> _DATA_
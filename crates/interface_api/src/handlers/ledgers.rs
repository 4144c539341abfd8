//! Ledger session handlers
//!
//! Every handler that touches a ledger locks its session for the whole
//! edit, so two requests on one ledger never interleave.

use axum::{extract::{Path, State}, http::StatusCode, Json};
use tracing::info;
use uuid::Uuid;
use validator::Validate;

use core_kernel::{LedgerSessionId, RentalId};
use domain_rental::LatestEffectivePrice;
use domain_receipt::{EditOutcome, LedgerController};

use crate::{AppState, error::ApiError};
use crate::dto::ledgers::{EditRequest, LedgerResponse};

const YEARS: std::ops::RangeInclusive<i32> = 1900..=2200;

/// Builds the ledger of `year` for a rental and opens a session on it
pub async fn open_ledger(
    State(state): State<AppState>,
    Path((rental_id, year)): Path<(Uuid, i32)>,
) -> Result<(StatusCode, Json<LedgerResponse>), ApiError> {
    if !YEARS.contains(&year) {
        return Err(ApiError::BadRequest(format!("year {} is out of range", year)));
    }

    let rental = state.store.get_rental_by_id(RentalId::from_uuid(rental_id)).await?;
    let controller = LedgerController::open(
        rental.id,
        rental.terms(),
        year,
        &LatestEffectivePrice,
        state.notifier.clone(),
        state.translator.clone(),
    )
    .map_err(|e| ApiError::from_receipt(e, state.translator.as_ref()))?;

    let (session_id, handle) = state.sessions.open(controller).await;
    let response = LedgerResponse::new(session_id, &*handle.lock().await);

    info!(session_id = %session_id, rental_id = %rental.id, year, "ledger opened");
    Ok((StatusCode::CREATED, Json(response)))
}

/// Current rows of an open ledger
pub async fn get_ledger(
    State(state): State<AppState>,
    Path(session): Path<Uuid>,
) -> Result<Json<LedgerResponse>, ApiError> {
    let session_id = LedgerSessionId::from_uuid(session);
    let handle = state.sessions.get(session_id).await?;
    let controller = handle.lock().await;
    Ok(Json(LedgerResponse::new(session_id, &controller)))
}

/// Discards an open ledger
pub async fn close_ledger(
    State(state): State<AppState>,
    Path(session): Path<Uuid>,
) -> Result<StatusCode, ApiError> {
    state.sessions.close(LedgerSessionId::from_uuid(session)).await?;
    Ok(StatusCode::NO_CONTENT)
}

/// Appends a payment line to a month
pub async fn add_line(
    State(state): State<AppState>,
    Path((session, month)): Path<(Uuid, usize)>,
) -> Result<Json<LedgerResponse>, ApiError> {
    let session_id = LedgerSessionId::from_uuid(session);
    let handle = state.sessions.get(session_id).await?;
    let mut controller = handle.lock().await;
    let outcome = controller.add_payment_line(month);
    respond(&state, session_id, &controller, outcome)
}

/// Removes an additional payment line; line 0 is left in place
pub async fn delete_line(
    State(state): State<AppState>,
    Path((session, month, line)): Path<(Uuid, usize, usize)>,
) -> Result<Json<LedgerResponse>, ApiError> {
    let session_id = LedgerSessionId::from_uuid(session);
    let handle = state.sessions.get(session_id).await?;
    let mut controller = handle.lock().await;
    let outcome = controller.delete_payment_line(month, line);
    respond(&state, session_id, &controller, outcome)
}

/// Applies a form edit to a month
pub async fn edit_month(
    State(state): State<AppState>,
    Path((session, month)): Path<(Uuid, usize)>,
    Json(request): Json<EditRequest>,
) -> Result<Json<LedgerResponse>, ApiError> {
    request.validate()?;
    let session_id = LedgerSessionId::from_uuid(session);
    let handle = state.sessions.get(session_id).await?;
    let mut controller = handle.lock().await;
    let outcome = controller.set_field(month, &request.field, request.value, request.line);
    respond(&state, session_id, &controller, outcome)
}

fn respond(
    state: &AppState,
    session_id: LedgerSessionId,
    controller: &LedgerController,
    outcome: EditOutcome,
) -> Result<Json<LedgerResponse>, ApiError> {
    match outcome {
        EditOutcome::Applied => Ok(Json(LedgerResponse::new(session_id, controller))),
        EditOutcome::Rejected(err) => Err(ApiError::from_receipt(err, state.translator.as_ref())),
    }
}
//! Rental Domain - Properties, Tenants and Lease Terms
//!
//! This crate holds the records a landlord manages and the lease terms the
//! receipt ledger is built from.
//!
//! # Records
//!
//! - **Property**: a rentable unit (apartment, house, parking space, ...)
//! - **Tenant**: the person occupying a property
//! - **Rental**: binds a tenant to a property with lease dates and prices
//!
//! # Pricing
//!
//! Rent and charges are each a [`PriceSchedule`]: a list of amounts with the
//! date they take effect. A [`PriceLookup`] answers "what is due for this
//! month"; [`LatestEffectivePrice`] is the rule used throughout.
//!
//! # Example
//!
//! ```rust,ignore
//! use domain_rental::{RentalTerms, PriceSchedule, LatestEffectivePrice, PriceLookup};
//!
//! let terms = RentalTerms::new("01/06/2024")
//!     .with_rent(PriceSchedule::starting(start, dec!(800)))
//!     .with_charges(PriceSchedule::starting(start, dec!(50)));
//!
//! let rent = LatestEffectivePrice.price_at(&terms.rent_schedule, june)?;
//! ```

pub mod property;
pub mod tenant;
pub mod rental;
pub mod pricing;
pub mod ports;
pub mod memory;
pub mod error;

pub use property::{Property, PropertyKind};
pub use tenant::Tenant;
pub use rental::{Rental, RentalTerms};
pub use pricing::{LatestEffectivePrice, PriceEntry, PriceLookup, PriceSchedule, PricingError};
pub use ports::RentalStorePort;
pub use memory::InMemoryRentalStore;
pub use error::RentalError;
//! Ledger construction from lease terms

use rust_decimal::Decimal;
use tracing::debug;

use core_kernel::{RentalId, YearMonth};
use domain_rental::{PriceLookup, RentalTerms};

use crate::error::ReceiptError;
use crate::ledger::{Ledger, MonthLedger};
use crate::propagator::recalculate;

/// Builds the receipt ledger of `year` for a rental
///
/// For every month the rent and charges are resolved through `pricing` at
/// that month, or at the lease start month for months before the lease
/// begins. Each month gets one opening payment line; the result is already
/// recalculated.
///
/// `is_rent_changed` and `is_after_rent_period` compare month ordinals only:
/// a lease starting in June flags June as changed and July to December as
/// after the rent period, whatever the ledger year.
///
/// # Errors
///
/// - `InvalidLeaseDate` if the start or end date is not `dd/mm/yyyy`
/// - `PriceNotFound` if a schedule has no entry effective for a month
pub fn build_ledger(
    rental_id: RentalId,
    terms: &RentalTerms,
    month_labels: &[String; 12],
    year: i32,
    pricing: &dyn PriceLookup,
) -> Result<Ledger, ReceiptError> {
    let lease = terms
        .lease_period()
        .map_err(|e| ReceiptError::InvalidLeaseDate(e.to_string()))?;
    let start = lease.start_month();

    let mut prices = [(Decimal::ZERO, Decimal::ZERO); 12];
    for (slot, period) in prices.iter_mut().zip(YearMonth::months_of(year)) {
        let priced_at = period.max(start);
        let rent = pricing.price_at(&terms.rent_schedule, priced_at)?;
        let charges = pricing.price_at(&terms.charges_schedule, priced_at)?;
        *slot = (rent, charges);
    }

    let months = std::array::from_fn(|index| {
        let month = index as u32 + 1;
        let (rent, charges) = prices[index];
        MonthLedger::new(
            month,
            month_labels[index].clone(),
            month == start.month(),
            month > start.month(),
            rent,
            charges,
        )
    });

    debug!(
        rental_id = %rental_id,
        year,
        start_month = start.month(),
        "receipt ledger built"
    );

    recalculate(&Ledger::new(rental_id, year, months))
}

> _TASK DESCRIPTION_
Output, please, only the lines running from the start of the entries through the line that contains "ledger never interleave.", including both of those lines.

> _EXERCISE OUTPUT_
filename crates/interface_api/src/handlers/ledgers.rs
repository 4144c539341abfd8
//! Ledger session handlers
//!
//! Every handler that touches a ledger locks its session for the whole
//! edit, so two requests on one ledger never interleave.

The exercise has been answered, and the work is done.